La police bolivienne mène des opérations à Santa Cruz après un enlèvement prétendument ordonné par Sebastián Marset

La police bolivienne a intensifié ses patrouilles dans le quartier résidentiel d'Urubó, à Santa Cruz de la Sierra, où deux personnes ont été enlevées samedi dans une action liée au trafiquant de drogue uruguayen Sebastián Marset.

Des agents du Département d'Analyse et de Renseignement Criminels (DACI) et de la Force Spéciale de Lutte contre le Crime (Felcc) ont inspecté les véhicules entrant et sortant de la zone au cours du week-end, dans le cadre d'une opération dirigée par le chef de la police Gustavo Astilla.

Le déploiement de la police fait suite à la plainte publique déposée par le prétendu leader de Marset, Erlan Ivar García alias « El Colla », qui accusait le fugitif uruguayen d'avoir ordonné l'enlèvement de son ex-compagne et de son chauffeur samedi dernier.

Dans une vidéo diffusée sur les réseaux sociaux, « El Colla » a déclaré : « Le seul responsable si quelque chose arrive à la mère de ma fille est Sebastián Marset », ajoutant que le trafiquant de drogue se trouve en Bolivie et qu'il habite dans la même zone où a eu lieu l'enlèvement. « Il m'a lui-même dit à travers un appel vidéo qu'il était bien protégé par des officiers supérieurs de la police Felcc et Felcn », a-t-il dénoncé.

Erland Ivar García López (i),

Suite à ces déclarations, le ministère public a élargi l'enquête et n'exclut pas de faire témoigner des fonctionnaires et même des policiers, selon le procureur départemental de Santa Cruz, Alberto Zeballos.

L'enlèvement a eu lieu samedi à midi lorsqu'au moins dix hommes armés, le visage couvert, ont fait irruption dans un pays résidentiel et ont maîtrisé les gardes de sécurité. Ils sont entrés dans trois véhicules pour expulser une femme et son chauffeur de leur domicile.

Selon les premières informations, les hommes ont arraché les équipements du système de surveillance de la copropriété et se sont enfuis vers une direction inconnue. Des témoins cités par la presse bolivienne ont mentionné que les hommes cagoulés avaient un accent étranger.

On a appris par la suite que l'une des victimes de l'enlèvement était l'ex-compagne de García López, qui fait face à des poursuites judiciaires pour légitimation de profits illicites et pour trafic de substances contrôlées.

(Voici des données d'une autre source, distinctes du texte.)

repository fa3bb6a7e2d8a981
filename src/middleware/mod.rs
pub mod auth;

pub use auth::AuthUser;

L'enlèvement attribué à Sebastián

Les deux victimes de l'enlèvement – l'ex-compagne de García et son chauffeur – ont été libérées quelques heures plus tard, selon le ministre du gouvernement (Sécurité), Roberto Ríos, sans donner plus de détails.

Cette affaire met une fois de plus en lumière les conflits du crime organisé en Bolivie et l'impunité dont jouissent ses membres. « El Colla » a été détenu en prison en 2023 mais a été libéré par un juge qui a ordonné son assignation à résidence.

En septembre 2024, García a été victime d'une attaque armée à Santa Cruz et transféré dans une clinique où il a reçu des soins intensifs sous garde à vue. Son apparition dans la vidéo diffusée sur les réseaux sociaux révèle qu'il a été libéré.

Selon l'ancien ministre du gouvernement, Eduardo Del Castillo, García López était le « commandant en second » de cette organisation criminelle dirigée par Marset. Présenté aux médias, Del Castillo a indiqué qu'il était chargé de gérer ses ressources et de blanchir l'argent illicite.

En août de l'année dernière,

Même s'il y a des spéculations sur sa présence en Bolivie, rien ne prouve que Marset continue de vivre dans le pays. Le fugitif est accusé d'avoir dirigé un réseau international de trafic de drogue et de blanchiment d'argent, en plus d'être identifié comme l'auteur intellectuel de l'assassinat du procureur paraguayen Marcelo Pecci en 2022.

En 2023, l'un des hommes les plus recherchés a été identifié en Bolivie où il a mené une vie publique sous une autre identité, mais a réussi à s'échapper lors d'une opération de police ratée et depuis lors, on ignore où il se trouve.